● Problem to work on:
Beginning with the line that holds "A system-level operation failed." in the data below, give again every line through the one that holds "a conflict error.", exactly as written.

Stored data
▼▼▼

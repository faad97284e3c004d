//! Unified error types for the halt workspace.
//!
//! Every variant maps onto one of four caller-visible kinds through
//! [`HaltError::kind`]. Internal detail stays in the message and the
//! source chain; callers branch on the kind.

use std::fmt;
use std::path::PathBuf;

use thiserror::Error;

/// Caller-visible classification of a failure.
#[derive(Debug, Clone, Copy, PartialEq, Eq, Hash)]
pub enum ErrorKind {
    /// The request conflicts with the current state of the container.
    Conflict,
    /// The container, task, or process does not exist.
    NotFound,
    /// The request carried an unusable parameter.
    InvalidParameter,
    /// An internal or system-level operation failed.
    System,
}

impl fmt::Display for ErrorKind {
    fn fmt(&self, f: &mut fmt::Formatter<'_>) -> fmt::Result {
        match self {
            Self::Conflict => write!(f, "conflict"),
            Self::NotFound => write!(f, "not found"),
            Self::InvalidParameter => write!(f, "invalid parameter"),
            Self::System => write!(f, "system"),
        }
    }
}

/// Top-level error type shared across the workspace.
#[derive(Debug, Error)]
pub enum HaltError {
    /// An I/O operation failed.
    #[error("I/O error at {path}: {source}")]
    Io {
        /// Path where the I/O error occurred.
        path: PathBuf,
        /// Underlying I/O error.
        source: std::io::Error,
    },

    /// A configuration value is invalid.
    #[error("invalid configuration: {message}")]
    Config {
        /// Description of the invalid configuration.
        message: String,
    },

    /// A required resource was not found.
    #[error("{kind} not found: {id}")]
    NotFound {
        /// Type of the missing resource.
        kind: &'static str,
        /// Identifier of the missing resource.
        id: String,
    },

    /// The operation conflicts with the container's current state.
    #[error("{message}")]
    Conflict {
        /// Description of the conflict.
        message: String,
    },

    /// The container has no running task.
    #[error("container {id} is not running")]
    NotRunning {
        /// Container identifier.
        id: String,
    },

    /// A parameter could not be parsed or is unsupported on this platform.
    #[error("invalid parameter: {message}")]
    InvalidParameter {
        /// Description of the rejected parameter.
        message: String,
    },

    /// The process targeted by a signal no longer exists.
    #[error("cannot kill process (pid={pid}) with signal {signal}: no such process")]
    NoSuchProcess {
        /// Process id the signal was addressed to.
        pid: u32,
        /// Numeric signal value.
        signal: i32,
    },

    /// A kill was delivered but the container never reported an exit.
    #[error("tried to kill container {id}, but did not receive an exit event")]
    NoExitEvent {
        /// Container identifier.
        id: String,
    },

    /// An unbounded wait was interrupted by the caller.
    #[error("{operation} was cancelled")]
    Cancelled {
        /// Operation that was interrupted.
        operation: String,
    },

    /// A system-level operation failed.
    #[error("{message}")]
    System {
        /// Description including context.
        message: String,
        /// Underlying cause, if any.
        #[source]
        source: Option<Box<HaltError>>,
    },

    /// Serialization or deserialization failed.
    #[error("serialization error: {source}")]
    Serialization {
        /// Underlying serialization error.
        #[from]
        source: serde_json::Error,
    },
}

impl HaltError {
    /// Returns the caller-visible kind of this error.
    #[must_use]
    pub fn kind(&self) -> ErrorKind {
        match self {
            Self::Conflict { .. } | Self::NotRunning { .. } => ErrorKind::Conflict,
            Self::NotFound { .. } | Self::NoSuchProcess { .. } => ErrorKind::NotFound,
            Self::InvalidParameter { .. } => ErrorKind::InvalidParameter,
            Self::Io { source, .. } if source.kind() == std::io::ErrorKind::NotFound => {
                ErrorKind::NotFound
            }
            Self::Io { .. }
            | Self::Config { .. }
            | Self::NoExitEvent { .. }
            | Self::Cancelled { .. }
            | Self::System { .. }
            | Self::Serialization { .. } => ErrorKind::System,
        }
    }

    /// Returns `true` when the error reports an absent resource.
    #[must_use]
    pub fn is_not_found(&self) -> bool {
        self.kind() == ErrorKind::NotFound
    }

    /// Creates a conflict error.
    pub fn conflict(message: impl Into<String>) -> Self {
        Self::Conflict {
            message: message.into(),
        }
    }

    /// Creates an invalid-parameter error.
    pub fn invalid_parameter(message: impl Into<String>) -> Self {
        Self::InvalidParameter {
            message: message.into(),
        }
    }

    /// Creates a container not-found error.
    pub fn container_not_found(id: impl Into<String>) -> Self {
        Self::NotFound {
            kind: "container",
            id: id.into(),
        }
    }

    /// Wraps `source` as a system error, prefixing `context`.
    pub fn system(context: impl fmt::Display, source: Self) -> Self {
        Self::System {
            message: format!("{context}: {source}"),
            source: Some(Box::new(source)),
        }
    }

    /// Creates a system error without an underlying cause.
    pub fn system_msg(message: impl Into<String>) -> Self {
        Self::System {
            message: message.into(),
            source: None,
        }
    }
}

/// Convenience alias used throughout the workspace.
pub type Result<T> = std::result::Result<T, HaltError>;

▲▲▲

● Finished task:
    /// A system-level operation failed.
    #[error("{message}")]
    System {
        /// Description including context.
        message: String,
        /// Underlying cause, if any.
        #[source]
        source: Option<Box<HaltError>>,
    },

    /// Serialization or deserialization failed.
    #[error("serialization error: {source}")]
    Serialization {
        /// Underlying serialization error.
        #[from]
        source: serde_json::Error,
    },
}

impl HaltError {
    /// Returns the caller-visible kind of this error.
    #[must_use]
    pub fn kind(&self) -> ErrorKind {
        match self {
            Self::Conflict { .. } | Self::NotRunning { .. } => ErrorKind::Conflict,
            Self::NotFound { .. } | Self::NoSuchProcess { .. } => ErrorKind::NotFound,
            Self::InvalidParameter { .. } => ErrorKind::InvalidParameter,
            Self::Io { source, .. } if source.kind() == std::io::ErrorKind::NotFound => {
                ErrorKind::NotFound
            }
            Self::Io { .. }
            | Self::Config { .. }
            | Self::NoExitEvent { .. }
            | Self::Cancelled { .. }
            | Self::System { .. }
            | Self::Serialization { .. } => ErrorKind::System,
        }
    }

    /// Returns `true` when the error reports an absent resource.
    #[must_use]
    pub fn is_not_found(&self) -> bool {
        self.kind() == ErrorKind::NotFound
    }

    /// Creates a conflict error.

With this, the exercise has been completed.